● Description of the task
Every line of the data is to be output verbatim.

═════ Dataset excerpts ═════

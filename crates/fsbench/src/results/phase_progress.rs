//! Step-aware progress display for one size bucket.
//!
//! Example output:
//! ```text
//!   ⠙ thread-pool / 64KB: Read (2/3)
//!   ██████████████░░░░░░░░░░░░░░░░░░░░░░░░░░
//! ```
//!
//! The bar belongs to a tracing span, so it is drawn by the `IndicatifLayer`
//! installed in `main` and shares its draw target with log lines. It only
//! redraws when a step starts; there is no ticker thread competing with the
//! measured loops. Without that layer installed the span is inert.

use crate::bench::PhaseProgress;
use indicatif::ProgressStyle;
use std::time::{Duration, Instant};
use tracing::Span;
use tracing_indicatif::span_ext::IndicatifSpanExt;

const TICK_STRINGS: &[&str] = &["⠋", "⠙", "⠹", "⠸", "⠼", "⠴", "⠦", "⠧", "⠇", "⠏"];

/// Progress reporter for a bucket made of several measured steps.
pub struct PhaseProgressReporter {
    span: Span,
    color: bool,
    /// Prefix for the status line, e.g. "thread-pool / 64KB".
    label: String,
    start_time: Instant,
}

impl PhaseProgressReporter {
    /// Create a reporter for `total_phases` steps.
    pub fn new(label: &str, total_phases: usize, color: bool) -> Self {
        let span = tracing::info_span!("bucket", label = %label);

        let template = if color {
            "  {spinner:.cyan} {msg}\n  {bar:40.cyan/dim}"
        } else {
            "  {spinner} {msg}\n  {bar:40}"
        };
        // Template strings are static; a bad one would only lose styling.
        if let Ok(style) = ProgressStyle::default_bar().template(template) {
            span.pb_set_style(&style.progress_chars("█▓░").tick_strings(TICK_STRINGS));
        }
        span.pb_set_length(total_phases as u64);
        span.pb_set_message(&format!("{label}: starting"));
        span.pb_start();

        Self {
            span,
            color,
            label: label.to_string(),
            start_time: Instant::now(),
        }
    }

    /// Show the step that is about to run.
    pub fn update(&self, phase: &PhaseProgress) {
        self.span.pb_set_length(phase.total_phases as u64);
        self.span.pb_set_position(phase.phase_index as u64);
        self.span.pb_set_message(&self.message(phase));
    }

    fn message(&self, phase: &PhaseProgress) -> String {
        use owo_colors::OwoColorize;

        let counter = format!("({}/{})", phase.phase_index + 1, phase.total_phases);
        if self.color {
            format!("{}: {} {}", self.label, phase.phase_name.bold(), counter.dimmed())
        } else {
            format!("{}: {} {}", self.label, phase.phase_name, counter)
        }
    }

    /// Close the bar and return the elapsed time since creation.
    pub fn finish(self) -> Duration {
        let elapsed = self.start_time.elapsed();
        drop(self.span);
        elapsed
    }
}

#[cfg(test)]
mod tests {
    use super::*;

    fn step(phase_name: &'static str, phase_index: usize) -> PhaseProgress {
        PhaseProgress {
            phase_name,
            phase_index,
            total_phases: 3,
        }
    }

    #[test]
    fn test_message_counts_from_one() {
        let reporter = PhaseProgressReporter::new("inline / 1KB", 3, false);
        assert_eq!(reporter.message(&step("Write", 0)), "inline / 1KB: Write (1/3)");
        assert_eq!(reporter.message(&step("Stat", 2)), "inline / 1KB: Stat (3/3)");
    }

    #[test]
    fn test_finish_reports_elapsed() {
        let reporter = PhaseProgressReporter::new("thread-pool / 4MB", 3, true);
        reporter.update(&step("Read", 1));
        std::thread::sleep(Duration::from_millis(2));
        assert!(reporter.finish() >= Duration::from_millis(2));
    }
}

═════

● Output of the task
filename crates/fsbench/src/results/phase_progress.rs
//! Step-aware progress display for one size bucket.
//!
//! Example output:
//! ```text
//!   ⠙ thread-pool / 64KB: Read (2/3)
//!   ██████████████░░░░░░░░░░░░░░░░░░░░░░░░░░
//! ```
//!
//! The bar belongs to a tracing span, so it is drawn by the `IndicatifLayer`
//! installed in `main` and shares its draw target with log lines. It only
//! redraws when a step starts; there is no ticker thread competing with the
//! measured loops. Without that layer installed the span is inert.

use crate::bench::PhaseProgress;
use indicatif::ProgressStyle;
use std::time::{Duration, Instant};
use tracing::Span;
use tracing_indicatif::span_ext::IndicatifSpanExt;

const TICK_STRINGS: &[&str] = &["⠋", "⠙", "⠹", "⠸", "⠼", "⠴", "⠦", "⠧", "⠇", "⠏"];

/// Progress reporter for a bucket made of several measured steps.
pub struct PhaseProgressReporter {
    span: Span,
    color: bool,
    /// Prefix for the status line, e.g. "thread-pool / 64KB".
    label: String,
    start_time: Instant,
}

impl PhaseProgressReporter {
    /// Create a reporter for `total_phases` steps.
    pub fn new(label: &str, total_phases: usize, color: bool) -> Self {
        let span = tracing::info_span!("bucket", label = %label);

        let template = if color {
            "  {spinner:.cyan} {msg}\n  {bar:40.cyan/dim}"
        } else {
            "  {spinner} {msg}\n  {bar:40}"
        };
        // Template strings are static; a bad one would only lose styling.
        if let Ok(style) = ProgressStyle::default_bar().template(template) {
            span.pb_set_style(&style.progress_chars("█▓░").tick_strings(TICK_STRINGS));
        }
        span.pb_set_length(total_phases as u64);
        span.pb_set_message(&format!("{label}: starting"));
        span.pb_start();

        Self {
            span,
            color,
            label: label.to_string(),
            start_time: Instant::now(),
        }
    }

    /// Show the step that is about to run.
    pub fn update(&self, phase: &PhaseProgress) {
        self.span.pb_set_length(phase.total_phases as u64);
        self.span.pb_set_position(phase.phase_index as u64);
        self.span.pb_set_message(&self.message(phase));
    }

    fn message(&self, phase: &PhaseProgress) -> String {
        use owo_colors::OwoColorize;

        let counter = format!("({}/{})", phase.phase_index + 1, phase.total_phases);
        if self.color {
            format!("{}: {} {}", self.label, phase.phase_name.bold(), counter.dimmed())
        } else {
            format!("{}: {} {}", self.label, phase.phase_name, counter)
        }
    }

    /// Close the bar and return the elapsed time since creation.
    pub fn finish(self) -> Duration {
        let elapsed = self.start_time.elapsed();
        drop(self.span);
        elapsed
    }
}

#[cfg(test)]
mod tests {
    use super::*;

    fn step(phase_name: &'static str, phase_index: usize) -> PhaseProgress {
        PhaseProgress {
            phase_name,
            phase_index,
            total_phases: 3,
        }
    }

    #[test]
    fn test_message_counts_from_one() {
        let reporter = PhaseProgressReporter::new("inline / 1KB", 3, false);
        assert_eq!(reporter.message(&step("Write", 0)), "inline / 1KB: Write (1/3)");
        assert_eq!(reporter.message(&step("Stat", 2)), "inline / 1KB: Stat (3/3)");
    }

    #[test]
    fn test_finish_reports_elapsed() {
        let reporter = PhaseProgressReporter::new("thread-pool / 4MB", 3, true);
        reporter.update(&step("Read", 1));
        std::thread::sleep(Duration::from_millis(2));
        assert!(reporter.finish() >= Duration::from_millis(2));
    }
}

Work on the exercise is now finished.